Less mysterious was the appearance of sleighs of every type and description during
particularly bad winters when it actually snowed and the ground was frozen for weeks at a
stretch. Snow did not fall every year, but when it did the sleighs were pulled out from
long forgotten storage places and iron runners were scraped free of rust, ready to race
down snow or ice covered streets and hills.
Sleighing was a sport in which adults took great delight. The sleighs themselves were great
brutes of things, made of solid hard wood, boasting six-inch raised runners, with iron
strips bolted to their bottoms, and steered by turntable front runners operated by ropes,
pulled by the driver who sat at the rear of the sleigh. There were six, eight, and ten-men
sleighs, and happy was the youngster who was allowed to sit jammed in the middle between
big brothers or uncles, or with an adventurous aunt, or even a friendly neighbour. The
sleighs were much too heavy to be guided by children, and getting a run on one was the
ambition of every schoolboy. They were deemed too dangerous for young schoolgirls. Indeed,
not every boy had the courage to beg a seat on one.
Courage was needed. The big sleighs only made their appearance after supper. Because of
petrol rationing during "the Emergency", the streets were free of all other traffic, and
the sleigh drivers were lords of the universe. The most spectacular run was from the top of
Main Street, down past the National Bank, with a slight bend below the Northern Bank, a
steady pull right to face the Sixteen Arches, over the bridge, with a hard pull around
Rogan's, and as far into the East Port as the laws of locomotion and gravity allowed,
everybody laughing and screaming the whole way with delight and alarm.
When a sleigh had ended its run, the riders got off. The men would turn it around and
trudge all the way back, over the bridge and up to the top of the town, hauling the sleigh
behind them. And repeat the process, over and over again.
The only real hazard was presented by the nightly bus from Sligo. It was the last bus of
the day, and as the town clock atop the Northern Bank chimed eight o'clock a shout would go
up all along the route, "Look out for the bus. Look out for the bus!" There was no way that
a heavy sleigh, once committed to a run, reaching speeds of forty and more miles an hour on
icy Main Street, could stop in time to avoid a bus coming across the Sixteen Arches. The
prudent waited for the bus to appear, even if it might be a quarter or a half hour late.

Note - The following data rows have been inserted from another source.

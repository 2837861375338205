//! Buy / sell / rent / invest service cards.

use agency::content::SERVICES;
use leptos::prelude::*;

use crate::components::icon::SvgIcon;
use crate::components::reveal::use_section_visible;
use crate::components::section_heading::SectionHeading;
use crate::state::visibility::{Reveal, reveal_class, stagger_style};

#[component]
pub fn ServicesSection() -> impl IntoView {
    let visible = use_section_visible("services");

    view! {
        <section id="services" class="section">
            <div class="container">
                <SectionHeading
                    title="Our Services"
                    subtitle="Comprehensive real estate solutions tailored to your needs"
                    visible=visible
                />
                <div class="grid grid--4">
                    {SERVICES
                        .iter()
                        .enumerate()
                        .map(|(index, service)| {
                            let tone = service.tone.unwrap_or("blue");
                            view! {
                                <div
                                    class=move || {
                                        format!(
                                            "card service-card service-card--{tone} {}",
                                            reveal_class(visible.get(), Reveal::Up),
                                        )
                                    }
                                    style=stagger_style(index, 150)
                                >
                                    <SvgIcon icon=service.icon class="service-card__icon"/>
                                    <h3 class="card__title">{service.title}</h3>
                                    <p class="card__text">{service.description}</p>
                                </div>
                            }
                        })
                        .collect::<Vec<_>>()}
                </div>
            </div>
        </section>
    }
}
//! Server configuration parsed from environment variables.

#[cfg(test)]
#[path = "config_test.rs"]
mod config_test;

use std::net::{IpAddr, Ipv4Addr, SocketAddr};

pub const DEFAULT_PORT: u16 = 3000;
pub const DEFAULT_BIND_ADDR: IpAddr = IpAddr::V4(Ipv4Addr::UNSPECIFIED);

#[derive(Debug, thiserror::Error, PartialEq, Eq)]
pub enum ConfigError {
    #[error("invalid PORT: {0}")]
    InvalidPort(String),
    #[error("invalid BIND_ADDR: {0}")]
    InvalidBindAddr(String),
}

#[derive(Debug, Clone, Copy, PartialEq, Eq)]
pub struct ServerConfig {
    pub bind_addr: IpAddr,
    pub port: u16,
}

impl Default for ServerConfig {
    fn default() -> Self {
        Self { bind_addr: DEFAULT_BIND_ADDR, port: DEFAULT_PORT }
    }
}

impl ServerConfig {
    /// Build typed server config from environment variables.
    ///
    /// Optional:
    /// - `PORT`: default 3000
    /// - `BIND_ADDR`: default `0.0.0.0`
    pub fn from_env() -> Result<Self, ConfigError> {
        Self::from_lookup(|key| std::env::var(key).ok())
    }

    /// Same as [`ServerConfig::from_env`] with an injectable variable source.
    pub fn from_lookup(lookup: impl Fn(&str) -> Option<String>) -> Result<Self, ConfigError> {
        let port = match lookup("PORT") {
            Some(raw) => parse_port(&raw)?,
            None => DEFAULT_PORT,
        };
        let bind_addr = match lookup("BIND_ADDR") {
            Some(raw) => raw
                .trim()
                .parse::<IpAddr>()
                .map_err(|_| ConfigError::InvalidBindAddr(raw.clone()))?,
            None => DEFAULT_BIND_ADDR,
        };
        Ok(Self { bind_addr, port })
    }

    #[must_use]
    pub fn socket_addr(&self) -> SocketAddr {
        SocketAddr::new(self.bind_addr, self.port)
    }
}

fn parse_port(raw: &str) -> Result<u16, ConfigError> {
    match raw.trim().parse::<u16>() {
        Ok(0) | Err(_) => Err(ConfigError::InvalidPort(raw.to_owned())),
        Ok(port) => Ok(port),
    }
}
use super::*;

fn path_digits(link: &str) -> &str {
    let rest = link.strip_prefix(WHATSAPP_BASE).expect("link starts with wa.me base");
    rest.split('?').next().unwrap_or_default()
}

#[test]
fn whatsapp_link_strips_leading_plus() {
    let link = whatsapp_link("+919443246742", "hello");
    assert_eq!(link, "https://wa.me/919443246742?text=hello");
}

#[test]
fn whatsapp_link_without_plus_is_identical() {
    assert_eq!(
        whatsapp_link("919443246742", "hello"),
        whatsapp_link("+919443246742", "hello")
    );
}

#[test]
fn whatsapp_link_path_is_digits_only_for_formatted_numbers() {
    for phone in ["+91 94432 46742", "+1 (555) 010-2030", "555.010.2030", " 12 "] {
        let link = whatsapp_link(phone, DEFAULT_WHATSAPP_MESSAGE);
        assert!(link.starts_with("https://wa.me/"));
        let digits = path_digits(&link);
        assert!(!digits.is_empty());
        assert!(digits.chars().all(|c| c.is_ascii_digit()), "{link}");
    }
}

#[test]
fn whatsapp_link_percent_encodes_message() {
    let link = whatsapp_link("1", "Hi there & welcome?");
    assert_eq!(link, "https://wa.me/1?text=Hi%20there%20%26%20welcome%3F");
}

#[test]
fn whatsapp_link_query_has_no_raw_spaces() {
    let link = AGENCY.whatsapp_link();
    assert!(!link.contains(' '));
    assert!(link.starts_with("https://wa.me/919443246742?text=Hi"));
}

#[test]
fn agency_phone_and_whatsapp_match() {
    assert_eq!(AGENCY.phone, AGENCY.whatsapp_number);
    assert!(AGENCY.email.contains('@'));
    assert!(AGENCY.footer_email.contains('@'));
}
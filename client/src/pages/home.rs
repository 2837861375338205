//! The single marketing page.

use leptos::prelude::*;

use crate::components::about_section::AboutSection;
use crate::components::contact_section::ContactSection;
use crate::components::featured_properties::FeaturedProperties;
use crate::components::hero::Hero;
use crate::components::services_section::ServicesSection;
use crate::components::site_footer::SiteFooter;
use crate::components::site_header::SiteHeader;
use crate::components::why_choose_us::WhyChooseUs;
use crate::state::visibility::{ObserverConfig, VisibilitySet};
use crate::util::viewport::{SectionObserver, observe_sections};

/// Home page. Starts the section observer once mounted in the browser and
/// disconnects it on teardown.
#[component]
pub fn HomePage() -> impl IntoView {
    let visibility = expect_context::<RwSignal<VisibilitySet>>();
    let observer = StoredValue::new_local(None::<SectionObserver>);

    // Effects only run after hydration, so the server never touches the DOM.
    Effect::new(move || {
        let handle = observe_sections(ObserverConfig::default(), move |reports| {
            visibility.maybe_update(|set| set.apply(&reports) > 0);
        });
        observer.set_value(handle);
    });

    on_cleanup(move || {
        observer.try_update_value(|slot| {
            if let Some(handle) = slot.take() {
                handle.disconnect();
            }
        });
    });

    view! {
        <div class="home-page">
            <SiteHeader/>
            <main>
                <Hero/>
                <AboutSection/>
                <ServicesSection/>
                <FeaturedProperties listings=agency::featured()/>
                <WhyChooseUs/>
                <ContactSection/>
            </main>
            <SiteFooter/>
        </div>
    }
}
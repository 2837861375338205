use super::*;

// =============================================================
// VisibilitySet
// =============================================================

#[test]
fn sections_start_hidden() {
    let set = VisibilitySet::default();
    assert!(set.is_empty());
    for id in agency::content::SECTION_IDS {
        assert!(!set.is_visible(id));
    }
}

#[test]
fn first_intersection_reveals_section() {
    let mut set = VisibilitySet::default();
    let revealed = set.apply(&[IntersectionReport::new("about", true)]);
    assert_eq!(revealed, 1);
    assert!(set.is_visible("about"));
    assert!(!set.is_visible("services"));
}

#[test]
fn non_intersecting_report_does_not_reveal() {
    let mut set = VisibilitySet::default();
    assert_eq!(set.apply(&[IntersectionReport::new("contact", false)]), 0);
    assert!(!set.is_visible("contact"));
}

#[test]
fn visibility_never_reverts_after_leaving_viewport() {
    let mut set = VisibilitySet::default();
    set.apply(&[IntersectionReport::new("properties", true)]);
    set.apply(&[IntersectionReport::new("properties", false)]);
    assert!(set.is_visible("properties"));
}

#[test]
fn repeated_intersections_are_idempotent() {
    let mut set = VisibilitySet::default();
    assert!(set.mark_visible("home"));
    assert!(!set.mark_visible("home"));
    assert_eq!(set.apply(&[IntersectionReport::new("home", true)]), 0);
    assert_eq!(set.len(), 1);
}

#[test]
fn batch_counts_only_new_sections() {
    let mut set = VisibilitySet::default();
    set.mark_visible("home");
    let batch = [
        IntersectionReport::new("home", true),
        IntersectionReport::new("about", true),
        IntersectionReport::new("services", false),
        IntersectionReport::new("about", true),
        IntersectionReport::new("why-choose-us", true),
    ];
    assert_eq!(set.apply(&batch), 2);
    assert!(set.is_visible("why-choose-us"));
    assert!(!set.is_visible("services"));
}

#[test]
fn empty_id_is_ignored() {
    let mut set = VisibilitySet::default();
    assert!(!set.mark_visible(""));
    assert_eq!(set.apply(&[IntersectionReport::new("", true)]), 0);
    assert!(set.is_empty());
}

#[test]
fn reveal_order_does_not_matter() {
    let mut forward = VisibilitySet::default();
    let mut backward = VisibilitySet::default();
    for id in agency::content::SECTION_IDS {
        forward.mark_visible(id);
    }
    for id in agency::content::SECTION_IDS.iter().rev() {
        backward.mark_visible(id);
    }
    assert_eq!(forward, backward);
}

// =============================================================
// ObserverConfig
// =============================================================

#[test]
fn observer_config_default_threshold() {
    assert!((ObserverConfig::default().threshold - 0.1).abs() < f64::EPSILON);
}

#[test]
fn observer_config_clamps_threshold() {
    assert!((ObserverConfig::with_threshold(1.5).threshold - 1.0).abs() < f64::EPSILON);
    assert!(ObserverConfig::with_threshold(-0.2).threshold.abs() < f64::EPSILON);
    assert!((ObserverConfig::with_threshold(f64::NAN).threshold - DEFAULT_THRESHOLD).abs() < f64::EPSILON);
}

// =============================================================
// Classes
// =============================================================

#[test]
fn reveal_class_adds_visible_modifier() {
    assert_eq!(reveal_class(false, Reveal::Up), "reveal reveal--up");
    assert_eq!(reveal_class(true, Reveal::Up), "reveal reveal--up reveal--visible");
    assert!(reveal_class(true, Reveal::FromLeft).ends_with("reveal--visible"));
    assert!(!reveal_class(false, Reveal::FromRight).contains("reveal--visible"));
}

#[test]
fn stagger_style_scales_with_index() {
    assert_eq!(stagger_style(0, 200), "transition-delay: 0ms");
    assert_eq!(stagger_style(3, 150), "transition-delay: 450ms");
}
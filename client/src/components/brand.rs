//! Two-tone agency wordmark.

use leptos::prelude::*;

#[component]
pub fn Brand() -> impl IntoView {
    view! {
        <div class="brand">
            "Velan " <span class="brand__accent">"Properties"</span>
        </div>
    }
}
//! Page modules for route-level screens.
//!
//! ARCHITECTURE
//! ============
//! The site has a single page. It owns the scroll observer lifecycle and
//! delegates rendering to `components`.

pub mod home;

The daring tried to squeeze in a last run before the bus was scheduled, and the excitement,
in consequence, was all the greater.
There were other sleigh runs outside town, down Finner Hill, or the rise past Cassidy's of
Erne View, but neither could compare to the whiz and wahoo, the thrill and the terror of
Main Street to the Purt, over, and over, and over again. Chilblains, frozen fingers and
toes, frost-bitten ears and noses were the price we paid, and paid joyously.
Schoolboys on their way to school, and on their way home again, made do without sleighs.
They didn't need them. Most country boys wore hob-nailed boots, good, tough, leather boots
that had studs all over the soles, and iron hasps on the heels. The more effete among the
townies had plain leather shoes, but the soles were liberally sprinkled with spadgets, half
and quarter-moon slices of metal, and the heels had iron tips. During icy weather these
were great for the creation of slides on sidewalks.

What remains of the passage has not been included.